Yeah their support can be a bit opaque at times.

From @ryanjcruz on Wed May 24 2017 23:34:44 GMT+0000 (UTC)

I encountered an issue wherein the certificate created isn’t showing up - for those having the same one, make sure that the region you are currently in is US EAST (N.Virginia). Turns out I was in US WEST (Oregon) when I created the certificate and it doesn’t seem to propagate right away.

From @henning on Fri Jun 16 2017 13:27:03 GMT+0000 (UTC)

Thanks for the tutorial.

Looks interesting, but I want to avoid to configure services by clicking around a lot, IMHO things should be done with Infrasturcture as code.

So I intend to solve this if possible by adding the proper cloudformation configs to my serverless.yml. Dou you think that’s possible - and easy or hard?

From @jayair on Fri Jun 16 2017 17:30:28 GMT+0000 (UTC)

@henning Some parts of the tutorial can be put into CloudFormation and serverless.yml but there are portions that are not supported by it. I know @nerdguru has been trying to figure that out as well.

And I agree, things should be automated but as a tutorial showing a bunch of CloudFormation templates isn’t very instructive.

From @mmiinnovations on Tue Jul 11 2017 18:16:00 GMT+0000 (UTC)

Great tutorial first off! Thanks for the fine work on it.

Everything worked great until this step. After I setup the SSL and changed the Cloudfront Distributions’ settings, I get “ERR_TOO_MANY_REDIRECTS” error and the app/page won’t load.

I tried setting the CF settings back to what they were. Now I get same “too many redirects” error and it won’t stop redirecting to https even though the settings are back to original. The distributions are marked as “deployed” and I did a invalidations of the caches on both the main and www distributions.

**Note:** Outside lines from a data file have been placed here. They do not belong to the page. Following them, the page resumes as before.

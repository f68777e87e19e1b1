//! Conversion options.
//!
//! Options can be stored as TOML next to the GPX files; every field is
//! optional and falls back to its default. Command-line flags override
//! whatever the file provides.

use std::path::Path;

use serde::{Deserialize, Serialize};

use crate::maneuver::Locale;
use crate::segment::validate_percentages;
use crate::{Error, Result};

/// Default lead distance of voice announcements in meters.
pub const DEFAULT_VOICE_INSTRUCTION_DISTANCE_M: f64 = 100.0;

/// Default simplification tolerance in meters (about 1e-5 degrees).
pub const DEFAULT_SIMPLIFY_TOLERANCE_M: f64 = 1.0;

/// Country the route's legs are reported in.
#[derive(Debug, Clone, PartialEq, Serialize, Deserialize)]
pub struct AdminRegion {
    pub iso_3166_1_alpha3: String,
    pub iso_3166_1: String,
}

impl Default for AdminRegion {
    fn default() -> Self {
        Self {
            iso_3166_1_alpha3: "DEU".into(),
            iso_3166_1: "DE".into(),
        }
    }
}

/// Everything that shapes a GPX to directions conversion.
#[derive(Debug, Clone, PartialEq, Serialize, Deserialize)]
#[serde(default)]
pub struct RouteOptions {
    /// Share of the simplified points per leg; must sum to 100.
    pub leg_percentages: Vec<u32>,
    /// Meters before a maneuver its announcement is placed; 0 announces
    /// at the maneuver itself.
    pub voice_instruction_distance: f64,
    /// 0 = English, 1 = Arabic.
    pub locale: Locale,
    /// Ramer-Douglas-Peucker tolerance in meters; 0 keeps every point.
    pub simplify_tolerance_m: f64,
    pub admin: AdminRegion,
}

impl Default for RouteOptions {
    fn default() -> Self {
        Self {
            leg_percentages: vec![100],
            voice_instruction_distance: DEFAULT_VOICE_INSTRUCTION_DISTANCE_M,
            locale: Locale::default(),
            simplify_tolerance_m: DEFAULT_SIMPLIFY_TOLERANCE_M,
            admin: AdminRegion::default(),
        }
    }
}

impl RouteOptions {
    /// Parse options from TOML text.
    ///
    /// Only the syntax and field types are checked here; call
    /// [`RouteOptions::validate`] once all overrides are applied.
    pub fn from_toml_str(content: &str) -> Result<Self> {
        toml::from_str(content).map_err(|e| Error::Configuration(format!("invalid options: {e}")))
    }

    /// Load options from a TOML file.
    pub fn load(path: &Path) -> Result<Self> {
        let content = std::fs::read_to_string(path).map_err(|e| {
            Error::Configuration(format!("cannot read options file {}: {e}", path.display()))
        })?;
        let options = Self::from_toml_str(&content)?;
        log::info!("options loaded from {}", path.display());
        Ok(options)
    }

    pub fn validate(&self) -> Result<()> {
        validate_percentages(&self.leg_percentages)?;

        if !self.voice_instruction_distance.is_finite() || self.voice_instruction_distance < 0.0 {
            return Err(Error::Configuration(format!(
                "voice instruction distance must be a non-negative number of meters, got {}",
                self.voice_instruction_distance
            )));
        }

        if !self.simplify_tolerance_m.is_finite() {
            return Err(Error::Configuration(format!(
                "simplification tolerance must be finite, got {}",
                self.simplify_tolerance_m
            )));
        }

        Ok(())
    }
}
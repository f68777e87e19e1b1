//! Track simplification.
//!
//! Recorded tracks carry far more points than a directions route needs.
//! The Ramer-Douglas-Peucker algorithm drops every point that lies within
//! `tolerance_m` of the line through its neighbours, which keeps the
//! corners the maneuver detector cares about.

use crate::gpx::Point;

/// Simplify a point sequence with Ramer-Douglas-Peucker.
///
/// `tolerance_m` is the maximum perpendicular deviation in meters. A
/// tolerance of zero or less returns the input unchanged.
pub fn simplify(points: &[Point], tolerance_m: f64) -> Vec<Point> {
    if tolerance_m <= 0.0 {
        return points.to_vec();
    }

    let simplified = rdp_simplify(points, tolerance_m);
    log::debug!(
        "simplified {} points to {} (tolerance {tolerance_m} m)",
        points.len(),
        simplified.len()
    );
    simplified
}

fn rdp_simplify(points: &[Point], tolerance_m: f64) -> Vec<Point> {
    if points.len() <= 2 {
        return points.to_vec();
    }

    let first = &points[0];
    let last = &points[points.len() - 1];

    let mut max_dist = 0.0;
    let mut max_idx = 0;

    for (i, p) in points.iter().enumerate().skip(1).take(points.len() - 2) {
        let dist = perpendicular_distance_m(p, first, last);
        if dist > max_dist {
            max_dist = dist;
            max_idx = i;
        }
    }

    if max_dist > tolerance_m {
        let mut left = rdp_simplify(&points[..=max_idx], tolerance_m);
        let right = rdp_simplify(&points[max_idx..], tolerance_m);

        // Junction point is the head of `right`
        left.pop();
        left.extend(right);
        left
    } else {
        vec![first.clone(), last.clone()]
    }
}

/// Perpendicular distance from point P to the line through A and B, in meters.
///
/// Uses a planar approximation with latitude-cosine scaling.
fn perpendicular_distance_m(p: &Point, a: &Point, b: &Point) -> f64 {
    let cos_lat = ((a.lat + b.lat) / 2.0).to_radians().cos();

    let m_per_deg_lat = 111_320.0;
    let m_per_deg_lon = 111_320.0 * cos_lat;

    let ax = a.lon * m_per_deg_lon;
    let ay = a.lat * m_per_deg_lat;
    let bx = b.lon * m_per_deg_lon;
    let by = b.lat * m_per_deg_lat;
    let px = p.lon * m_per_deg_lon;
    let py = p.lat * m_per_deg_lat;

    let dx = bx - ax;
    let dy = by - ay;
    let len_sq = dx * dx + dy * dy;

    // Closed loop: fall back to the distance from the shared endpoint
    if len_sq < 1e-10 {
        return ((px - ax).powi(2) + (py - ay).powi(2)).sqrt();
    }

    let cross = ((px - ax) * dy - (py - ay) * dx).abs();
    cross / len_sq.sqrt()
}
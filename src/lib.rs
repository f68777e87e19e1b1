pub mod android_jni;
pub mod config;
pub mod directions;
pub mod geodesy;
pub mod gpx;
pub mod maneuver;
pub mod segment;
pub mod simplify;
pub mod voice;

pub use config::RouteOptions;
pub use directions::{build_response, gpx_to_directions, DirectionsResponse};
pub use gpx::Point;
pub use maneuver::Locale;

pub const VERSION: &str = env!("CARGO_PKG_VERSION");

/// Errors raised while converting a GPX track into directions.
#[derive(Debug, thiserror::Error)]
pub enum Error {
    #[error("configuration error: {0}")]
    Configuration(String),

    #[error("input error: {0}")]
    Input(String),

    #[error("GPX parse error: {0}")]
    Gpx(#[from] ::gpx::errors::GpxError),

    #[error("polyline encoding error: {0}")]
    Polyline(String),

    #[error("JSON serialize error: {0}")]
    Json(#[from] serde_json::Error),

    #[error("JNI call failed: {0}")]
    Jni(#[from] jni::errors::Error),
}

pub type Result<T> = std::result::Result<T, Error>;
//! Maneuver detection.
//!
//! Walks the segments of a leg, compares each segment's bearing with the
//! previous one and turns large heading changes into turn instructions.
//! The bearing delta is not wrapped into [-180, 180]: a
//! positive delta above 180 degrees reads as a sharp left turn.

use serde::{Deserialize, Serialize};

use crate::geodesy::bearing;
use crate::gpx::Point;
use crate::Error;

/// Turn categories a bearing change can produce.
#[derive(Debug, Clone, Copy, PartialEq, Eq)]
pub enum TurnKind {
    Right,
    SharpRight,
    Left,
    SharpLeft,
}

/// Instruction language.
#[derive(Debug, Clone, Copy, PartialEq, Eq, Default, Serialize, Deserialize)]
#[serde(try_from = "u8", into = "u8")]
pub enum Locale {
    #[default]
    English,
    Arabic,
}

impl Locale {
    /// Phrase table for this locale.
    pub fn phrases(self) -> &'static PhraseTable {
        match self {
            Locale::English => &ENGLISH,
            Locale::Arabic => &ARABIC,
        }
    }

    /// Locale tag announced to the navigation SDK's speech engine.
    pub fn voice_locale(self) -> &'static str {
        match self {
            Locale::English => "en-US",
            Locale::Arabic => "ar-SA",
        }
    }
}

impl TryFrom<u8> for Locale {
    type Error = Error;

    fn try_from(value: u8) -> Result<Self, Self::Error> {
        match value {
            0 => Ok(Locale::English),
            1 => Ok(Locale::Arabic),
            other => Err(Error::Configuration(format!(
                "unsupported locale {other}, expected 0 (English) or 1 (Arabic)"
            ))),
        }
    }
}

impl From<Locale> for u8 {
    fn from(locale: Locale) -> Self {
        match locale {
            Locale::English => 0,
            Locale::Arabic => 1,
        }
    }
}

/// Instruction text for every turn kind in one language.
#[derive(Debug)]
pub struct PhraseTable {
    pub right: &'static str,
    pub sharp_right: &'static str,
    pub left: &'static str,
    pub sharp_left: &'static str,
}

impl PhraseTable {
    pub fn text(&self, kind: TurnKind) -> &'static str {
        match kind {
            TurnKind::Right => self.right,
            TurnKind::SharpRight => self.sharp_right,
            TurnKind::Left => self.left,
            TurnKind::SharpLeft => self.sharp_left,
        }
    }
}

static ENGLISH: PhraseTable = PhraseTable {
    right: "Make a right turn",
    sharp_right: "Make a sharp right turn",
    left: "Make a left turn",
    sharp_left: "Make a sharp left turn",
};

static ARABIC: PhraseTable = PhraseTable {
    right: "اتجه يمينًا",
    sharp_right: "قم بالانعطاف الحاد إلى اليمين",
    left: "اتخذ المنعطف الأيسر",
    sharp_left: "قم بإجراء انعطاف حاد إلى اليسار",
};

const RIGHT_KEYWORDS: [&str; 2] = ["right", "يمين"];
const LEFT_KEYWORDS: [&str; 2] = ["left", "يسار"];
const SHARP_KEYWORDS: [&str; 2] = ["sharp", "حاد"];

/// Maneuver modifier reported in the directions response.
#[derive(Debug, Clone, Copy, PartialEq, Eq, Serialize)]
#[serde(rename_all = "snake_case")]
pub enum Modifier {
    Straight,
    Right,
    Left,
    Sharp,
}

impl Modifier {
    /// Derive the modifier from instruction text in either locale.
    pub fn from_instruction(text: &str) -> Self {
        let lower = text.to_lowercase();
        let contains_any = |keywords: &[&str]| keywords.iter().any(|k| lower.contains(k));
        let sharp = contains_any(&SHARP_KEYWORDS);

        if contains_any(&RIGHT_KEYWORDS) {
            if sharp { Modifier::Sharp } else { Modifier::Right }
        } else if contains_any(&LEFT_KEYWORDS) {
            if sharp { Modifier::Sharp } else { Modifier::Left }
        } else {
            Modifier::Straight
        }
    }
}

/// A detected heading change.
#[derive(Debug, Clone, PartialEq)]
pub struct ManeuverEvent {
    /// Start point of the segment the turn leads into.
    pub location: Point,
    pub kind: TurnKind,
    pub instruction: &'static str,
    /// Index of the originating segment within its leg.
    pub step_index: usize,
    pub bearing_before: f64,
    pub bearing_after: f64,
}

impl ManeuverEvent {
    pub fn modifier(&self) -> Modifier {
        Modifier::from_instruction(self.instruction)
    }
}

/// Classify a signed, unwrapped bearing delta.
///
/// Deltas of exactly 20, 120 or 180 degrees produce no turn.
pub fn classify_delta(delta: f64) -> Option<TurnKind> {
    let magnitude = delta.abs();

    if delta > 0.0 {
        if magnitude > 20.0 && magnitude < 120.0 {
            Some(TurnKind::Right)
        } else if magnitude > 120.0 && magnitude < 180.0 {
            Some(TurnKind::SharpRight)
        } else if magnitude > 180.0 {
            Some(TurnKind::SharpLeft)
        } else {
            None
        }
    } else if delta < 0.0 {
        if magnitude > 20.0 && magnitude < 120.0 {
            Some(TurnKind::Left)
        } else if (magnitude > 120.0 && magnitude < 180.0) || magnitude > 180.0 {
            Some(TurnKind::SharpLeft)
        } else {
            None
        }
    } else {
        None
    }
}

/// Detect maneuvers along a leg.
///
/// The first segment never yields a maneuver since there is no previous
/// bearing to compare with. Events come out ordered by `step_index`.
pub fn detect_maneuvers(points: &[Point], phrases: &PhraseTable) -> Vec<ManeuverEvent> {
    let mut events = Vec::new();
    let mut bearing_before: Option<f64> = None;

    for (i, segment) in points.windows(2).enumerate() {
        let bearing_after = bearing(&segment[0], &segment[1]);

        if let Some(before) = bearing_before {
            let delta = bearing_after - before;
            if let Some(kind) = classify_delta(delta) {
                log::debug!(
                    "segment {i}: {kind:?} (bearing {before:.1} -> {bearing_after:.1}, delta {delta:.1})"
                );
                events.push(ManeuverEvent {
                    location: segment[0].clone(),
                    kind,
                    instruction: phrases.text(kind),
                    step_index: i,
                    bearing_before: before,
                    bearing_after,
                });
            }
        }

        bearing_before = Some(bearing_after);
    }

    events
}
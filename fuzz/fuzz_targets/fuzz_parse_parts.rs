#![no_main]

use libfuzzer_sys::fuzz_target;

use recordbook_xlsx::shared_strings::parse_shared_strings_xml;
use recordbook_xlsx::worksheet::parse_worksheet_rows;
use recordbook_xlsx::SharedStrings;

/// Keep individual inputs small so the fuzzer explores structure rather than volume.
const MAX_INPUT_BYTES: usize = 64 * 1024;

fuzz_target!(|data: &[u8]| {
    if data.len() > MAX_INPUT_BYTES {
        return;
    }
    let Ok(xml) = std::str::from_utf8(data) else {
        return;
    };

    // Both parsers must reject malformed input with an error, never a panic.
    let shared = parse_shared_strings_xml(xml).unwrap_or_default();
    let _ = parse_worksheet_rows(xml, &shared);
    let _ = parse_worksheet_rows(xml, &SharedStrings::default());
});
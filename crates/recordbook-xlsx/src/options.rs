use std::collections::BTreeMap;
use std::path::PathBuf;

use chrono::{DateTime, Utc};

use crate::value::ValueMode;
use crate::zip_util::DEFAULT_MAX_ZIP_PART_BYTES;

/// Configuration for [`crate::write_with_options`].
#[derive(Clone, Debug)]
pub struct WriteOptions {
    /// Mode applied to every column without an explicit entry in `column_modes`.
    pub default_mode: ValueMode,
    /// Per-column overrides, keyed by header name.
    pub column_modes: BTreeMap<String, ValueMode>,
    /// Copy a pre-existing target aside before replacing it.
    pub backup: bool,
    /// Store entries Deflate-compressed (`true`) or uncompressed.
    pub compress: bool,
    /// Timestamp written to the document properties. `None` uses the current time.
    ///
    /// Fixing this makes repeated writes of the same table byte-identical.
    pub timestamp: Option<DateTime<Utc>>,
    /// Directory under which the scratch working tree is created. `None` uses the system temp
    /// directory.
    pub scratch_root: Option<PathBuf>,
    /// `dc:creator` recorded in `docProps/core.xml`. `None` records the library name.
    pub creator: Option<String>,
}

impl Default for WriteOptions {
    fn default() -> Self {
        Self {
            default_mode: ValueMode::InferNumeric,
            column_modes: BTreeMap::new(),
            backup: true,
            compress: true,
            timestamp: None,
            scratch_root: None,
            creator: None,
        }
    }
}

impl WriteOptions {
    /// Store the named column's text verbatim instead of inferring numbers.
    pub fn force_string(mut self, header: impl Into<String>) -> Self {
        self.column_modes.insert(header.into(), ValueMode::ForceString);
        self
    }

    pub fn with_default_mode(mut self, mode: ValueMode) -> Self {
        self.default_mode = mode;
        self
    }

    pub fn with_backup(mut self, backup: bool) -> Self {
        self.backup = backup;
        self
    }

    pub fn with_compression(mut self, compress: bool) -> Self {
        self.compress = compress;
        self
    }

    pub fn with_timestamp(mut self, timestamp: DateTime<Utc>) -> Self {
        self.timestamp = Some(timestamp);
        self
    }

    pub fn with_scratch_root(mut self, root: impl Into<PathBuf>) -> Self {
        self.scratch_root = Some(root.into());
        self
    }

    pub fn with_creator(mut self, creator: impl Into<String>) -> Self {
        self.creator = Some(creator.into());
        self
    }

    /// The mode for the column with the given header (`None` for columns beyond the headers).
    pub(crate) fn mode_for(&self, header: Option<&str>) -> ValueMode {
        header
            .and_then(|h| self.column_modes.get(h).copied())
            .unwrap_or(self.default_mode)
    }
}

/// Configuration for [`crate::read_with_options`].
#[derive(Clone, Debug)]
pub struct ReadOptions {
    /// Maximum uncompressed size of any single part inflated into memory.
    pub max_part_bytes: u64,
}

impl Default for ReadOptions {
    fn default() -> Self {
        Self {
            max_part_bytes: DEFAULT_MAX_ZIP_PART_BYTES,
        }
    }
}

impl ReadOptions {
    pub fn with_max_part_bytes(mut self, max_part_bytes: u64) -> Self {
        self.max_part_bytes = max_part_bytes;
        self
    }
}
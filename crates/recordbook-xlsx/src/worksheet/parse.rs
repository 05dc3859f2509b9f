use quick_xml::events::{BytesStart, Event};
use quick_xml::Reader;
use thiserror::Error;

use crate::cell_ref::CellRef;
use crate::shared_strings::parse::{read_string_item, read_text};
use crate::shared_strings::{SharedStrings, SharedStringsError};

#[derive(Debug, Error)]
pub enum WorksheetError {
    #[error("xml parse error: {0}")]
    Xml(#[from] quick_xml::Error),
    #[error("cell text: {0}")]
    Text(#[from] SharedStringsError),
}

/// Attributes and content of the `<c>` element being parsed.
#[derive(Debug, Default)]
struct PendingCell {
    /// 1-based column, `None` when the `r` attribute is absent.
    col: Option<u32>,
    /// The `r` attribute was present but could not be decoded.
    bad_ref: bool,
    t: Option<String>,
    value: Option<String>,
    inline: Option<String>,
}

impl PendingCell {
    fn from_start(e: &BytesStart<'_>) -> Result<Self, WorksheetError> {
        let mut cell = PendingCell::default();
        for attr in e.attributes().with_checks(false) {
            let attr = attr.map_err(quick_xml::Error::from)?;
            match attr.key.local_name().as_ref() {
                b"r" => {
                    let a1 = attr.unescape_value()?;
                    match CellRef::from_a1(&a1) {
                        Ok(cell_ref) => cell.col = Some(cell_ref.col),
                        Err(err) => {
                            log::debug!("unparseable cell reference {a1:?}: {err}");
                            cell.bad_ref = true;
                        }
                    }
                }
                b"t" => cell.t = Some(attr.unescape_value()?.into_owned()),
                _ => {}
            }
        }
        Ok(cell)
    }

    fn resolve(self, shared: &SharedStrings) -> (Option<u32>, String) {
        if self.bad_ref {
            return (None, String::new());
        }
        let raw = self.value.unwrap_or_default();
        let text = match self.t.as_deref() {
            Some("s") => match raw.trim().parse::<u32>().ok().and_then(|i| shared.lookup(i)) {
                Some(text) => text.to_string(),
                None => {
                    log::debug!("unresolvable shared string reference {raw:?}");
                    String::new()
                }
            },
            Some("inlineStr") => self.inline.unwrap_or(raw),
            Some("b") => match raw.trim() {
                "1" => "TRUE".to_string(),
                "0" => "FALSE".to_string(),
                _ => raw,
            },
            _ => raw,
        };
        (self.col, text)
    }
}

/// Parse the rows of a worksheet part in document order.
///
/// Each cell resolves to its display text: shared-string references go through `shared`, inline
/// strings use their `<is>` text, everything else returns the literal `<v>` text. Cells are
/// positioned by the column of their `r` reference, so columns skipped by the producer read back
/// as empty strings; rows are never padded to a common width.
pub fn parse_worksheet_rows(
    xml: &str,
    shared: &SharedStrings,
) -> Result<Vec<Vec<String>>, WorksheetError> {
    let mut reader = Reader::from_str(xml);
    reader.config_mut().trim_text(false);

    let mut buf = Vec::new();
    let mut rows: Vec<Vec<String>> = Vec::new();
    let mut in_sheet_data = false;
    let mut current_row: Option<Vec<String>> = None;
    let mut current_cell: Option<PendingCell> = None;

    loop {
        match reader.read_event_into(&mut buf)? {
            Event::Start(e) if e.local_name().as_ref() == b"sheetData" => in_sheet_data = true,
            Event::End(e) if e.local_name().as_ref() == b"sheetData" => in_sheet_data = false,

            Event::Start(e) if in_sheet_data && e.local_name().as_ref() == b"row" => {
                current_row = Some(Vec::new());
            }
            Event::Empty(e) if in_sheet_data && e.local_name().as_ref() == b"row" => {
                rows.push(Vec::new());
            }
            Event::End(e) if in_sheet_data && e.local_name().as_ref() == b"row" => {
                if let Some(row) = current_row.take() {
                    rows.push(row);
                }
            }

            Event::Start(e) if current_row.is_some() && e.local_name().as_ref() == b"c" => {
                current_cell = Some(PendingCell::from_start(&e)?);
            }
            Event::Empty(e) if current_row.is_some() && e.local_name().as_ref() == b"c" => {
                let cell = PendingCell::from_start(&e)?;
                if let Some(row) = current_row.as_mut() {
                    place(row, cell.resolve(shared));
                }
            }
            Event::End(e) if current_row.is_some() && e.local_name().as_ref() == b"c" => {
                if let (Some(cell), Some(row)) = (current_cell.take(), current_row.as_mut()) {
                    place(row, cell.resolve(shared));
                }
            }

            Event::Start(e) if current_cell.is_some() && e.local_name().as_ref() == b"v" => {
                let text = read_text(&mut reader, e.name().as_ref())?;
                if let Some(cell) = current_cell.as_mut() {
                    cell.value = Some(text);
                }
            }
            Event::Start(e) if current_cell.is_some() && e.local_name().as_ref() == b"is" => {
                let text = read_string_item(&mut reader, b"is")?;
                if let Some(cell) = current_cell.as_mut() {
                    cell.inline = Some(text);
                }
            }
            Event::Start(e) if current_cell.is_some() => {
                // Formulas (`<f>`) and extension payloads carry nothing the record table needs.
                reader.read_to_end_into(e.name(), &mut Vec::new())?;
            }

            Event::Eof => break,
            _ => {}
        }
        buf.clear();
    }

    Ok(rows)
}

/// Put a resolved cell at its column, filling skipped columns with empty strings.
fn place(row: &mut Vec<String>, (col, text): (Option<u32>, String)) {
    let idx = match col {
        Some(col) => col as usize - 1,
        None => row.len(),
    };
    if idx < row.len() {
        row[idx] = text;
        return;
    }
    row.resize(idx, String::new());
    row.push(text);
}
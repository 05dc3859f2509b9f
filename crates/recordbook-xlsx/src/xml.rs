//! Shared helpers for emitting XML part text.

use std::borrow::Cow;

pub(crate) const XML_DECLARATION: &str =
    "<?xml version=\"1.0\" encoding=\"UTF-8\" standalone=\"yes\"?>\n";

pub(crate) const SPREADSHEETML_NS: &str =
    "http://schemas.openxmlformats.org/spreadsheetml/2006/main";
pub(crate) const OFFICE_REL_NS: &str =
    "http://schemas.openxmlformats.org/officeDocument/2006/relationships";

/// Whether `ch` matches the XML 1.0 `Char` production.
pub(crate) fn is_xml_char(ch: char) -> bool {
    matches!(
        ch,
        '\t' | '\n' | '\r' | '\u{20}'..='\u{D7FF}' | '\u{E000}'..='\u{FFFD}' | '\u{10000}'..='\u{10FFFF}'
    )
}

/// `s` without the characters no XML 1.0 document can carry.
pub(crate) fn xml_legal_text(s: &str) -> Cow<'_, str> {
    if s.chars().all(is_xml_char) {
        Cow::Borrowed(s)
    } else {
        Cow::Owned(s.chars().filter(|ch| is_xml_char(*ch)).collect())
    }
}

/// Escape `s` for use in element text or attribute values.
///
/// Characters outside [`is_xml_char`] are dropped. Carriage returns are written as a character
/// reference so line-end normalization in conforming parsers cannot fold `\r\n` into `\n`.
pub(crate) fn escape_xml(s: &str) -> String {
    let mut out = String::with_capacity(s.len());
    for ch in s.chars() {
        match ch {
            '&' => out.push_str("&amp;"),
            '<' => out.push_str("&lt;"),
            '>' => out.push_str("&gt;"),
            '"' => out.push_str("&quot;"),
            '\'' => out.push_str("&apos;"),
            '\r' => out.push_str("&#13;"),
            c if !is_xml_char(c) => {}
            c => out.push(c),
        }
    }
    out
}

/// Whether a `<t>` element holding `s` needs `xml:space="preserve"` to keep its whitespace.
pub(crate) fn needs_space_preserve(s: &str) -> bool {
    s.starts_with(char::is_whitespace)
        || s.ends_with(char::is_whitespace)
        || s.contains(['\n', '\t', '\r'])
}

From @jayair on Tue Jul 11 2017 18:57:56 GMT+0000 (UTC)

@mmiinnovations Thank you!

Some of this redirect stuff is a bit confusing. You just need to make sure the redirects are set up the right way. Also because of the CloudFront cache, the changes can take a little bit of time to take effect.

Basically, it looks like:

http://domain -> https://domain
http://www.domain -> https://domain
https://www.domain -> https://domain

To do this our main CF needs the Redirect HTTP to HTTPS but we leave our www CF as HTTP and HTTPS for the Viewer Protocol Policy.

Let me know if your settings look like this.

From @mmiinnovations on Wed Jul 12 2017 04:11:39 GMT+0000 (UTC)

Yes those are my settings.

I found what’s causing the error but not how to fix it. When I set the S3 settings back to “Use this bucket to host a website” everything works fine. When it’s set as the tutorial, I get “ERR_TOO_MANY_REDIRECTS” error. It’s very consistent and repeatable.


From @jayair on Wed Jul 12 2017 16:59:08 GMT+0000 (UTC)

@mmiinnovations You’ve got two S3 buckets right? One of them is hosting a site and the other is doing the redirect.

From @mmiinnovations on Wed Jul 12 2017 17:30:12 GMT+0000 (UTC)

No. I’m very confused if that’s what’s required.

From @jayair on Wed Jul 12 2017 17:33:35 GMT+0000 (UTC)

@mmiinnovations Yeah we need a second S3 bucket to handle the redirect for our www version of the domain. It’s a part of this chapter -

Here is a reason why we do a redirect instead of just pointing both the www and apex domain to the same CloudFront and S3 bucket -

From @mmiinnovations on Wed Jul 12 2017 17:36:27 GMT+0000 (UTC)

OK got it. After reading back through there I see it. I think that section of the tutorial needs just a bit more explanation. It’s confusing and not explained well there.

Not complaining! You guys are great! This tutorial has been awesome. Thanks again for the work you put into it.

From @jayair on Wed Jul 12 2017 17:37:52 GMT+0000 (UTC)

@mmiinnovations Yeah I’ll add a bit more detail to it. Thanks for the feedback!